He's been sacked for lying twice.
The head of Channel 4 News Dorothy Byrne sparked a furore recently after saying that Boris Johnson is a “known liar”.
These words were in the context of a speech in which she said journalists should not be afraid to call lies what they are – instead of using euphemisms like ‘strange claims’.
This speech drew an angry reaction from Johnson supporters. Johnson cancelled an interview with Channel 4 and a former Theresa May spin doctor said calling Johnson a “known liar” was not acceptable.
As if to illustrate Byrne’s point though, Johnson lied again yesterday, claiming that Melton Mowbray pork pies were exported to Thailand and Iceland but not to the US.
The head of the Melton Mowbray Pork Pie Association disputed this. He said they aren’t exported to Thailand and Iceland and, because they are made of fresh meat and have a short shelf life, exports to the US aren’t viable either.

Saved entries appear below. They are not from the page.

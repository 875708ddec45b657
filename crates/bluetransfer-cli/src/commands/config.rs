//! Config command implementation.

use anyhow::{Context, Result};

use bluetransfer_core::config::Config;

use super::{ConfigAction, ConfigArgs};

/// Run the config command.
pub fn run(args: &ConfigArgs) -> Result<()> {
    match args.action {
        ConfigAction::Show => {
            let config = Config::load().context("Failed to load configuration")?;
            let rendered =
                toml::to_string_pretty(&config).context("Failed to render configuration")?;
            println!("# {}", Config::config_path().display());
            print!("{}", rendered);
        }
        ConfigAction::Path => {
            println!("{}", Config::config_path().display());
        }
        ConfigAction::Init { force } => {
            let path = Config::config_path();
            if path.exists() && !force {
                anyhow::bail!(
                    "{} already exists (use --force to overwrite)",
                    path.display()
                );
            }
            Config::default()
                .save()
                .context("Failed to write configuration")?;
            println!("Wrote default configuration to {}", path.display());
        }
    }
    Ok(())
}
//! UI utilities for BlueTransfer CLI.

use std::io::{self, Write};

use bluetransfer_core::file::format_size;
use bluetransfer_core::TransferSnapshot;

/// Render one progress line for a transfer.
pub fn progress_line(snapshot: &TransferSnapshot) -> String {
    let eta = snapshot
        .eta()
        .map_or_else(|| "--".to_string(), |d| format_eta(d.as_secs()));
    format!(
        "[{:>6.2}%] {} - {} of {} - {}/s - ETA: {} ({})",
        snapshot.percentage(),
        snapshot.file_name,
        format_size(snapshot.bytes_transferred),
        format_size(snapshot.file_size),
        format_size(snapshot.speed_bps),
        eta,
        snapshot.status
    )
}

/// Overwrite the current terminal line with `line`.
pub fn redraw(line: &str) {
    print!("\r  {}    ", line);
    let _ = io::stdout().flush();
}

/// Format seconds as "M:SS", or "H:MM:SS" past an hour.
pub fn format_eta(secs: u64) -> String {
    let hours = secs / 3600;
    let mins = (secs % 3600) / 60;
    let secs = secs % 60;
    if hours > 0 {
        format!("{}:{:02}:{:02}", hours, mins, secs)
    } else {
        format!("{}:{:02}", mins, secs)
    }
}

/// Ask a yes/no question on stdin. Empty input counts as yes.
pub fn confirm(prompt: &str) -> io::Result<bool> {
    print!("  {} [Y/n] ", prompt);
    io::stdout().flush()?;

    let mut input = String::new();
    io::stdin().read_line(&mut input)?;
    let input = input.trim().to_lowercase();
    Ok(input.is_empty() || input == "y" || input == "yes")
}

#[cfg(test)]
mod tests {
    use super::*;

    #[test]
    fn test_format_eta() {
        assert_eq!(format_eta(0), "0:00");
        assert_eq!(format_eta(65), "1:05");
        assert_eq!(format_eta(3599), "59:59");
        assert_eq!(format_eta(3661), "1:01:01");
    }
}
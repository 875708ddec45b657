//! Common test utilities for `BlueTransfer` integration tests.
//!
//! This module provides shared functionality for integration tests.

#![allow(dead_code)]

use std::net::{IpAddr, Ipv4Addr, SocketAddr};
use std::path::{Path, PathBuf};
use std::time::Duration;

use tokio::sync::mpsc::UnboundedReceiver;

use bluetransfer_core::{
    ChannelPresenter, Engine, EngineConfig, PresenterEvent, TransferId, TransferSnapshot,
    TransferStatus,
};

/// How long any single wait in a test may take.
pub const WAIT_TIMEOUT: Duration = Duration::from_secs(15);

/// Create a temporary directory for test files.
///
/// The directory will be automatically cleaned up when the returned
/// `TempDir` is dropped.
pub fn create_temp_dir() -> tempfile::TempDir {
    tempfile::tempdir().expect("Failed to create temp directory")
}

/// Create a test file with the given content.
pub fn create_test_file(dir: &Path, name: &str, content: &[u8]) -> PathBuf {
    let path = dir.join(name);
    std::fs::write(&path, content).expect("Failed to write test file");
    path
}

/// Generate random bytes for testing.
pub fn random_bytes(size: usize) -> Vec<u8> {
    use rand::RngCore;
    let mut bytes = vec![0u8; size];
    rand::thread_rng().fill_bytes(&mut bytes);
    bytes
}

/// Assert that two files have identical content.
pub fn assert_files_equal(path1: &Path, path2: &Path) {
    let content1 = std::fs::read(path1).expect("Failed to read first file");
    let content2 = std::fs::read(path2).expect("Failed to read second file");
    assert_eq!(content1.len(), content2.len(), "File sizes differ");
    assert!(content1 == content2, "File contents differ");
}

/// Engine settings for loopback tests: ephemeral port, fast telemetry.
pub fn test_config() -> EngineConfig {
    EngineConfig {
        bind_address: IpAddr::V4(Ipv4Addr::LOCALHOST),
        port: 0,
        telemetry_interval: Duration::from_millis(20),
        response_timeout: Duration::from_secs(10),
        ..EngineConfig::default()
    }
}

/// A launched engine plus the events it reported.
pub struct Peer {
    pub engine: Engine,
    pub events: UnboundedReceiver<PresenterEvent>,
    pub addr: SocketAddr,
}

/// Launch an engine on loopback.
pub async fn spawn_peer(config: EngineConfig) -> Peer {
    let (presenter, events) = ChannelPresenter::new();
    let engine = Engine::new(config, presenter);
    let addr = engine.launch().await.expect("Failed to launch engine");
    Peer {
        engine,
        events,
        addr,
    }
}

impl Peer {
    /// Wait for the next incoming request, skipping other events.
    pub async fn next_incoming(&mut self) -> TransferSnapshot {
        tokio::time::timeout(WAIT_TIMEOUT, async {
            loop {
                match self.events.recv().await {
                    Some(PresenterEvent::IncomingRequest(snapshot)) => return snapshot,
                    Some(_) => {}
                    None => panic!("presenter channel closed"),
                }
            }
        })
        .await
        .expect("timed out waiting for an incoming request")
    }

    /// Collect everything reported so far.
    pub fn drain_events(&mut self) -> Vec<PresenterEvent> {
        let mut out = Vec::new();
        while let Ok(event) = self.events.try_recv() {
            out.push(event);
        }
        out
    }

    /// Poll until the transfer reaches `status`.
    pub async fn wait_for_status(&self, id: TransferId, status: TransferStatus) -> TransferSnapshot {
        self.wait_until(id, |s| s.status == status).await
    }

    /// Poll until `done` holds for the transfer.
    pub async fn wait_until(
        &self,
        id: TransferId,
        done: impl Fn(&TransferSnapshot) -> bool,
    ) -> TransferSnapshot {
        let deadline = tokio::time::Instant::now() + WAIT_TIMEOUT;
        loop {
            let snapshot = self.engine.snapshot(id).await.expect("unknown transfer");
            if done(&snapshot) {
                return snapshot;
            }
            assert!(
                tokio::time::Instant::now() < deadline,
                "timed out waiting on transfer {id}, last seen: {snapshot:?}"
            );
            tokio::time::sleep(Duration::from_millis(5)).await;
        }
    }
}

/// Start offering `path` from `sender` to `receiver` in the background.
///
/// The offer blocks until the receiver decides, so it runs in its own task.
pub fn offer(
    sender: &Peer,
    receiver: &Peer,
    path: &Path,
) -> tokio::task::JoinHandle<bluetransfer_core::Result<TransferId>> {
    let engine = sender.engine.clone();
    let target = receiver.addr;
    let path = path.to_path_buf();
    tokio::spawn(async move { engine.initiate_transfer_to(target, path).await })
}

How did the BBC report this? Not as a lie exposed but as “Melton Mowbray pork pie makers and No 10 clash over Johnson claim”. Again, Byrne’s point is proven.
This is not Johnson’s first misleading claim. As Byrne says, he is in fact a known liar. Here’s six times he is known to have lied.
1.When he was fired from The Times for inventing a quote
Within months of starting a job at Times, which he got through family connections, he was sacked.
In his first front page story, he invented a quote from an academic. The academic, who happened to be Johnson’s own godfather, complained.
Instead of apologising then, Johnson wrote a further story saying the “mystery had deepened”.
He was sacked by the Times but, through knowing its editor from Oxford, got a job at the Telegraph.
2. When he was sacked from the Tory front bench for lying about an affair.
Johnson denied having an affair with journalist Petronella Wyatt, saying: “I have not had an affair with Petronella. It is complete balderdash.”
However, Wyatt and her mother said the affair did happen and she had to have an abortion as a result.
A spin doctor to the then Tory leader Michael Howard decided Johnson had lied to them and sacked him from his role as party vice chair and shadow arts minister.
3. When he said the UK gives £350m a week to the EU
During the referendum campaign, Johnson was repeatedly pictured with a bus saying that the UK gave the EU £350m a week.
When an ITV reporter told him it wasn’t true, he repeatedly said that it was.
According to the UK Statistics Authority, this figure should be £289m a week and, more importantly, it doesn’t include what the EU gives the UK.
Nevertheless, Johnson continued to repeat the lie at least until 2017. The chair of the UK statistics authority wrote a public letter to him accusing him of a “clear misuse of official statistics”.
4. When he lied about Turkey joining the EU
Johnson was on the core group of the campaign committee of Vote Leave. A common Vote Leave campaign poster said “Turkey (population 76m) is joining the EU”.
Johnson himself wrote to Cameron to say: “The public will draw the reasonable conclusion that the only way to avoid having common borders with Turkey is to vote leave and take back control on 23 June,”
While there has been talk of Turkey joining the EU for decades, according to Full Fact, it is very unlikely to join any time soon.
As an EU member, the UK would have been able to veto Turkish membership if it ever did get close to joining.
5. When he lied about the EU’s kipper regulations
At the final Tory leadership hustings, he said “Brussels bureaucrats” rules meant kippers must be sent with a plastic ice pillow, thus increasing costs.
According to Full Fact, this is “incorrect”. The temperature requirement is a UK one.
6. When he promoted fracking
Johnson claimed: “There have been 125,000 fracks in the US, and not a single complaint to the Environmental Protection Agency (EPA).”
Full Fact say: “This is just not true. The EPA is currently examining the impacts of hydraulic fracturing on drinking water resources.”